PROBLEM DESCRIPTION → Only a number is wanted: how many lines in the records below contain "iterations"?

====== DATA FOR THIS EXERCISE

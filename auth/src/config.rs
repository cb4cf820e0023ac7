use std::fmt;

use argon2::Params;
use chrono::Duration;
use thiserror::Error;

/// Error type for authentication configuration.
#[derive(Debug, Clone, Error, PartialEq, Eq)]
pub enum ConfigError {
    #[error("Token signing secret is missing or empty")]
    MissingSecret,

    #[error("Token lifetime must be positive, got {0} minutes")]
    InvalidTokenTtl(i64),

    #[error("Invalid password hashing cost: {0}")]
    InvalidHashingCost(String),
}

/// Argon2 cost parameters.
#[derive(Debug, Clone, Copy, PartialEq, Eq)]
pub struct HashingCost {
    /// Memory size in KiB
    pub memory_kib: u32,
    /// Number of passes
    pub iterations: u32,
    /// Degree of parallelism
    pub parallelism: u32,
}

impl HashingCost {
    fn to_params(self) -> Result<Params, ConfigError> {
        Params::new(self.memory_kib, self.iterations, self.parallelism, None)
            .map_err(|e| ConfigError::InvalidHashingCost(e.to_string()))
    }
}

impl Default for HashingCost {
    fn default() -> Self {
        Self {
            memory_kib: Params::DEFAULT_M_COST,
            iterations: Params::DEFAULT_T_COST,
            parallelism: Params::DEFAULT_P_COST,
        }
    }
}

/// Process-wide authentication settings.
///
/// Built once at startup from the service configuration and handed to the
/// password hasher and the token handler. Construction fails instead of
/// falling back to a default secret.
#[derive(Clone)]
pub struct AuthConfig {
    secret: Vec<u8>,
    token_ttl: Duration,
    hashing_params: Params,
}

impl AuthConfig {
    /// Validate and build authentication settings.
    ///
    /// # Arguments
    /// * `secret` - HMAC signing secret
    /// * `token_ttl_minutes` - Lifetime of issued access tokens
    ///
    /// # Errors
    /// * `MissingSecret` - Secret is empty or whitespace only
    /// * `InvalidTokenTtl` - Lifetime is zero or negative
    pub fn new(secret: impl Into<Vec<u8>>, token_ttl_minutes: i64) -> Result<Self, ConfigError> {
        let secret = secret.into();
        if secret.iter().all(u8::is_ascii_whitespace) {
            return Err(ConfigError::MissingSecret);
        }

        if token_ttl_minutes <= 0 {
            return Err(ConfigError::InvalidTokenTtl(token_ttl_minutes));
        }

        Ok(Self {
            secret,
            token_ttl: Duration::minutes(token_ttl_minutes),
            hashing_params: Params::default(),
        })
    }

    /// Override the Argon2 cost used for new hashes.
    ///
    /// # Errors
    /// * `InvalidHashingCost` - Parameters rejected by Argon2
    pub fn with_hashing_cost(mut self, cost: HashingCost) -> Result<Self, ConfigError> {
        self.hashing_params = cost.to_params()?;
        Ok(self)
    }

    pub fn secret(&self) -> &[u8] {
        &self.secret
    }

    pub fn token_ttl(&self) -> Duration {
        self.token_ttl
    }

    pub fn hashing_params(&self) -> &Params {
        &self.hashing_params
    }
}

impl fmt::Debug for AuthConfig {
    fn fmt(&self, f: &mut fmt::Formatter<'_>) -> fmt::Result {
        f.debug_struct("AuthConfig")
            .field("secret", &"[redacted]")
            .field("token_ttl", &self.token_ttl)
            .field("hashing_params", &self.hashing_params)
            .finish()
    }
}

============
====== DATA FOR THIS EXERCISE

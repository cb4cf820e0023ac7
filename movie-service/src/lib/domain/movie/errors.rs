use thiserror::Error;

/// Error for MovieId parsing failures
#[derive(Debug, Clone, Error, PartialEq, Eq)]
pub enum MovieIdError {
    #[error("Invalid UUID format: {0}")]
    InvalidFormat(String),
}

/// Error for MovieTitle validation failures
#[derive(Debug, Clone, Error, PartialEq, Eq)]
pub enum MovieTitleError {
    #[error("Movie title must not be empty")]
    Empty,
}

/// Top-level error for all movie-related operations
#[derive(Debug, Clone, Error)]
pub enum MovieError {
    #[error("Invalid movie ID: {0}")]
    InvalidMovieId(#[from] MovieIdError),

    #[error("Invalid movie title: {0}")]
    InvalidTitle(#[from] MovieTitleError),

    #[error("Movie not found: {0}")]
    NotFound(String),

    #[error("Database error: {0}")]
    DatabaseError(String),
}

============

RESPONSE TO THE TASK → 3